Oh, tu la défends! sécria Madame Valérie, le visage devenu rouge. Je la vois comme de la boue! Elle arrive, la reine, avec sa gelée, pour nous impressionner? Je vais balancer ta gelée dans les toilettes, elle sent lacide! Tu as ruiné le repas!

Un silence glacial sinstalla. Seul le tictac de la vieille horloge et la respiration lourde dHenri brisaient le mutisme. Élise se leva lentement, ses gestes calmes alors que le tumulte grondait en elle. Elle fixa Sébastien, qui était désemparé, les yeux alternant entre sa mère et sa femme. Il ouvrit la bouche, mais Élise linterrompit.

Sébastien, ditelle dune voix posée, les clés de la voiture sont dans ma poche. Je pars. Tu viens?

Lise, où aller la nuit, la neige? Maman, pardonnemoi!

Moi! vociféra Madame Valérie. Avant cette impolie? Que ça parte! La table est à nous, enfin!

Sébastien resta figé, partagé entre la peur de la mère et celle de perdre sa femme.

Attends, Lise, calmonsnous

Ce fut la fin. Élise comprit tout comme sous les projecteurs. Il ne partirait pas. Il resterait, mangerait la salade, écouterait les piques, hocherait la tête, parce que «maman est vieille».

Jai compris, acquiesça Élise.

Elle se dirigea vers le couloir, retira les grosses pantoufles de son père, enfila ses bottes, mit son doudoune. La voix de Madame Valérie sélevait depuis le salon: «Tu vois, mon fils, je tavais prédit lhystérique!».
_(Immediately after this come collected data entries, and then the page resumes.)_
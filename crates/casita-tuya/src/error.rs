//! Tuya integration errors.

use casita_core::HubError;
use thiserror::Error;

/// Errors from the Tuya cloud surface and the tracker adapter.
#[derive(Debug, Error)]
pub enum TuyaError {
    /// The device id is not known to the manager.
    #[error("Device not found: {0}")]
    DeviceNotFound(String),

    /// The cloud request failed.
    #[error("Cloud request failed: {0}")]
    Request(String),

    /// The command or its parameters were rejected before sending.
    #[error("Invalid command: {0}")]
    InvalidCommand(String),
}

impl From<TuyaError> for HubError {
    fn from(err: TuyaError) -> Self {
        match err {
            TuyaError::InvalidCommand(msg) => HubError::InvalidArgument(msg),
            other => HubError::Integration(other.to_string()),
        }
    }
}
Élise ouvrit la porte dentrée. Lair glacé du hall la frappa, vivifiant ses pensées. Elle ne ressentit plus de douleur, seulement un immense soulagement, comme si elle avait déposé un sac de pierres quelle traînait depuis dix ans.

Elle descendit les escaliers, sortit dans la neige qui recouvrait la cour dun manteau blanc. Sa voiture, couverte de givre, lattendait. Elle démarra, alluma le chauffage, essuya le parebrise. Son téléphone affichait trois appels manqués de Sébastien. Elle désactiva le son et le laissa sur le siège.

En quittant la cour, elle aperçut le silhouette de son mari au cinquième étage, le regard perdu dans le vide. Elle ne leva pas la main. Elle alluma la radio ; un air de Noël joyeux parlait de miracles qui finissent toujours par arriver.

La route vers chez elle était vide. La ville se préparait déjà à accueillir le son des douze coups. Élise conduisait, un sourire se dessinant sur ses lèvres. Elle imaginait arriver dans son appartement tranquille, enlever son maquillage, enfiler son pyjama préféré, verser un verre de vin et allumer le film quelle voulait voir depuis longtemps, mais que Sébastien dédaignait.

Elle arriva quinze minutes avant minuit. Le chat, affamé toute la journée, surgit, ronronnant bruyamment, en frottant ses pattes.

Alors, Marquis, ditelle en le prenant, on fête ça? Toi et moi, rien dautre. Pas de gelée.

Elle sortit une boîte de caviar rouge quelle avait cachée «au cas où», déboucha le champagne. À minuit, face aux douze coups à la télévision, elle formula un vœu simple: ne plus jamais se trahir.

Le téléphone vibra de nouveau. Un message de Sébastien: «Lise, désolé. Je suis idiot. Je vais prendre un taxi et venir. MamanElle raccrocha, laissant le silence de la nuit envelopper son nouveau départ.